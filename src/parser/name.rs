// Author: Dustin Pilgrim
// License: MIT

use super::factory::Sigil;
use super::{value, Parser, SubState, NAME_BOUNDARIES};
use crate::ast::{DelimiterKind, Span};
use crate::diagnostics::ErrorCode;
use crate::error::PaircError;

/// A pair name as written.
#[derive(Debug, Clone, PartialEq, Eq)]
pub struct NameToken {
    pub text: String,
    /// The quote character for quoted names; quoted names are never split.
    pub quoted: Option<char>,
    pub span: Span,
}

pub(super) fn parse_sigil(parser: &mut Parser) -> Sigil {
    let (sigil, width) = match (parser.la(1), parser.la(2)) {
        (Some('!'), Some('$')) => (Sigil::AliasDefinition, 2),
        (Some('!'), Some('#')) => (Sigil::NamespaceDefinition, 2),
        (Some('!'), Some('%')) => (Sigil::Parameter, 2),
        (Some('!'), _) => (Sigil::Document, 1),
        (Some('$'), _) => (Sigil::Alias, 1),
        (Some('%'), _) => (Sigil::Percent, 1),
        (Some('#'), _) => (Sigil::Scope, 1),
        (Some('@'), _) => (Sigil::Attribute, 1),
        _ => return Sigil::None,
    };
    for _ in 0..width {
        parser.bump();
    }
    sigil
}

pub(super) fn parse_name(parser: &mut Parser) -> Result<Option<NameToken>, PaircError> {
    parser.line.sub_state = SubState::Name;
    if parser.at_comment() {
        return Ok(None);
    }

    match parser.peek() {
        Some(q @ ('\'' | '"')) => parse_quoted_name(parser, q).map(Some),
        _ => Ok(parse_bare_name(parser)),
    }
}

fn parse_bare_name(parser: &mut Parser) -> Option<NameToken> {
    let start = parser.pos();
    let mut text = String::new();
    let mut end = start;

    while let Some(c) = parser.peek() {
        if c == '\r' || NAME_BOUNDARIES.contains(&c) || parser.at_comment() {
            break;
        }
        parser.bump();
        text.push(c);
        if !c.is_whitespace() {
            end = parser.pos();
        }
    }

    let trimmed = text.trim_end();
    if trimmed.is_empty() {
        return None;
    }
    Some(NameToken {
        text: trimmed.to_string(),
        quoted: None,
        span: Span::new(start, end),
    })
}

fn parse_quoted_name(parser: &mut Parser, quote: char) -> Result<NameToken, PaircError> {
    let start = parser.pos();
    parser.bump();
    let mut text = String::new();

    loop {
        if parser.at_eol() {
            let span = Span::new(start, parser.pos());
            parser.report(ErrorCode::MissingClosingQuote, &["quote"], span)?;
            break;
        }
        match parser.peek() {
            Some(c) if c == quote => {
                parser.bump();
                break;
            }
            Some('\\') if quote == '"' => value::read_escape(parser, &mut text)?,
            Some(c) => {
                parser.bump();
                text.push(c);
            }
            None => break,
        }
    }

    Ok(NameToken {
        text,
        quoted: Some(quote),
        span: Span::new(start, parser.pos()),
    })
}

pub(super) fn parse_delimiter(parser: &mut Parser) -> DelimiterKind {
    parser.line.sub_state = SubState::Delimiter;
    let (delimiter, width) = match (parser.la(1), parser.la(2)) {
        (Some('='), Some('=')) => (DelimiterKind::DoubleEqual, 2),
        (Some('='), Some(':')) => (DelimiterKind::EqualColon, 2),
        (Some('='), _) => (DelimiterKind::Equal, 1),
        (Some(':'), Some(':')) => (DelimiterKind::DoubleColon, 2),
        (Some(':'), Some('=')) => (DelimiterKind::ColonEqual, 2),
        (Some(':'), _) => (DelimiterKind::Colon, 1),
        _ => return DelimiterKind::None,
    };
    for _ in 0..width {
        parser.bump();
    }
    delimiter
}
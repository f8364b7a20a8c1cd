// Author: Dustin Pilgrim
// License: MIT

//! Character stream with line/column tracking.
//!
//! The parser never tokenizes; every decision it makes is a lookahead on this
//! stream, so the column numbers reported in diagnostics come straight from
//! here. Lines and columns are 1-based, offsets are 0-based character indices.

use std::rc::Rc;

use thiserror::Error;

use crate::ast::Position;

mod scanner;

/// Value returned by [`CharStream::next`] once the input is exhausted.
pub const EOF: i32 = -1;

#[derive(Debug, Clone, PartialEq, Eq, Error)]
pub enum StreamError {
    #[error("[PAIRC] Unexpected end of input at {line}:{column}")]
    EndOfInput { line: usize, column: usize },
}

pub struct CharStream {
    name: Rc<str>,
    data: Vec<char>,
    index: usize,
    line: usize,
    column: usize,
}

impl CharStream {
    pub fn new(name: impl Into<Rc<str>>, input: &str) -> Self {
        CharStream {
            name: name.into(),
            data: input.chars().collect(),
            index: 0,
            line: 1,
            column: 1,
        }
    }

    /// Builds a stream from UTF-16 code units. A surrogate pair becomes one
    /// logical character; an unpaired surrogate is replaced by U+FFFD.
    pub fn from_utf16(name: impl Into<Rc<str>>, units: &[u16]) -> Self {
        let data = char::decode_utf16(units.iter().copied())
            .map(|r| r.unwrap_or(char::REPLACEMENT_CHARACTER))
            .collect();
        CharStream {
            name: name.into(),
            data,
            index: 0,
            line: 1,
            column: 1,
        }
    }

    pub fn name(&self) -> &Rc<str> {
        &self.name
    }

    pub fn index(&self) -> usize {
        self.index
    }

    pub fn line(&self) -> usize {
        self.line
    }

    pub fn column(&self) -> usize {
        self.column
    }

    pub fn len(&self) -> usize {
        self.data.len()
    }

    pub fn is_empty(&self) -> bool {
        self.data.is_empty()
    }

    pub fn is_eof(&self) -> bool {
        self.index >= self.data.len()
    }

    pub fn position(&self) -> Position {
        Position {
            line: self.line,
            column: self.column,
            offset: self.index,
        }
    }

    /// The character about to be consumed as a code point, or [`EOF`].
    pub fn next(&self) -> i32 {
        self.peek().map_or(EOF, |c| c as i32)
    }

    /// The character about to be consumed.
    pub fn peek(&self) -> Option<char> {
        self.data.get(self.index).copied()
    }

    /// Lookahead. `la(1)` is the next character, `la(-1)` the last consumed
    /// one. `la(0)` is undefined and always yields `None`.
    pub fn la(&self, i: isize) -> Option<char> {
        scanner::lookahead(self, i)
    }

    /// Advances by one logical character and returns it. A `"\r\n"` pair is
    /// consumed as a single `'\n'`.
    pub fn consume(&mut self) -> Result<char, StreamError> {
        scanner::consume(self)
    }

    /// Extracts the characters in `[start, end)` as a string.
    pub fn text(&self, start: usize, end: usize) -> String {
        let end = end.min(self.data.len());
        if start >= end {
            return String::new();
        }
        self.data[start..end].iter().collect()
    }
}

#[cfg(test)]
mod tests;
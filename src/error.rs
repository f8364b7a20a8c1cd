// Author: Dustin Pilgrim
// License: MIT

use thiserror::Error;

fn fmt_hint(hint: &Option<String>) -> String {
    hint.as_ref().map_or(String::new(), |h| format!(" Hint: {}", h))
}

fn fmt_code(code: &Option<u32>) -> String {
    code.map_or(String::new(), |c| format!(" Code: {}", c))
}

/// Fatal errors. Any of these aborts the remaining pipeline stage.
///
/// Recoverable problems in the input are never reported through this type;
/// they are [`crate::diagnostics::Diagnostic`]s collected by an error listener.
#[derive(Debug, Error)]
pub enum PaircError {
    #[error("[PAIRC] File Error '{path}': {message}{}{}", fmt_hint(.hint), fmt_code(.code))]
    FileError {
        message: String,
        path: String,
        hint: Option<String>,
        code: Option<u32>,
        #[source]
        source: Option<std::io::Error>,
    },

    /// Raised when the options file cannot be read or deserialized.
    #[error("[PAIRC] Options Error '{path}': {message}{}{}", fmt_hint(.hint), fmt_code(.code))]
    OptionsError {
        message: String,
        path: String,
        hint: Option<String>,
        code: Option<u32>,
    },

    /// An internal tree invariant was violated while building the pair tree.
    #[error("[PAIRC] Structural Error: {0}")]
    Structural(#[from] StructuralFault),

    /// The diagnostic cap was reached.
    #[error("[PAIRC] Too many errors: compilation stopped after {limit} diagnostics")]
    TooManyErrors { limit: usize },

    #[error("[PAIRC] Export Error: {message}")]
    ExportError {
        message: String,
        #[source]
        source: Option<serde_json::Error>,
    },
}

impl PaircError {
    /// Every fatal error is reported under one generic code; the original
    /// cause stays reachable through `source()` and `Display`.
    pub fn code(&self) -> &'static str {
        "Fatal"
    }
}

/// Violations of the pair tree's structural invariants.
#[derive(Debug, Clone, PartialEq, Eq, Error)]
pub enum StructuralFault {
    #[error(
        "namespace definition '{prefix}' at {line}:{column} must precede all other content of its parent"
    )]
    NamespaceDefinitionOutOfOrder {
        prefix: String,
        line: usize,
        column: usize,
    },

    #[error("{kind} at {line}:{column} cannot have children")]
    ChildrenNotAllowed {
        kind: &'static str,
        line: usize,
        column: usize,
    },
}

#[cfg(test)]
mod tests {
    use super::*;

    #[test]
    fn test_structural_fault_display() {
        let fault = StructuralFault::NamespaceDefinitionOutOfOrder {
            prefix: "ns".into(),
            line: 3,
            column: 1,
        };
        let err = PaircError::from(fault);
        assert_eq!(
            err.to_string(),
            "[PAIRC] Structural Error: namespace definition 'ns' at 3:1 must precede all other content of its parent"
        );
        assert_eq!(err.code(), "Fatal");
    }

    #[test]
    fn test_file_error_keeps_source() {
        use std::error::Error as _;

        let io = std::io::Error::new(std::io::ErrorKind::NotFound, "missing");
        let err = PaircError::FileError {
            message: "Failed to read file: missing".into(),
            path: "a.pxml".into(),
            hint: Some("Check the path".into()),
            code: Some(301),
            source: Some(io),
        };
        assert_eq!(
            err.to_string(),
            "[PAIRC] File Error 'a.pxml': Failed to read file: missing Hint: Check the path Code: 301"
        );
        assert!(err.source().is_some());
    }
}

□ □ □ □ □ □ □

Directions: Where does the string "StructuralFault" occur in the material? Copy every line where it does.

Task output:
    Structural(#[from] StructuralFault),
pub enum StructuralFault {
        let fault = StructuralFault::NamespaceDefinitionOutOfOrder {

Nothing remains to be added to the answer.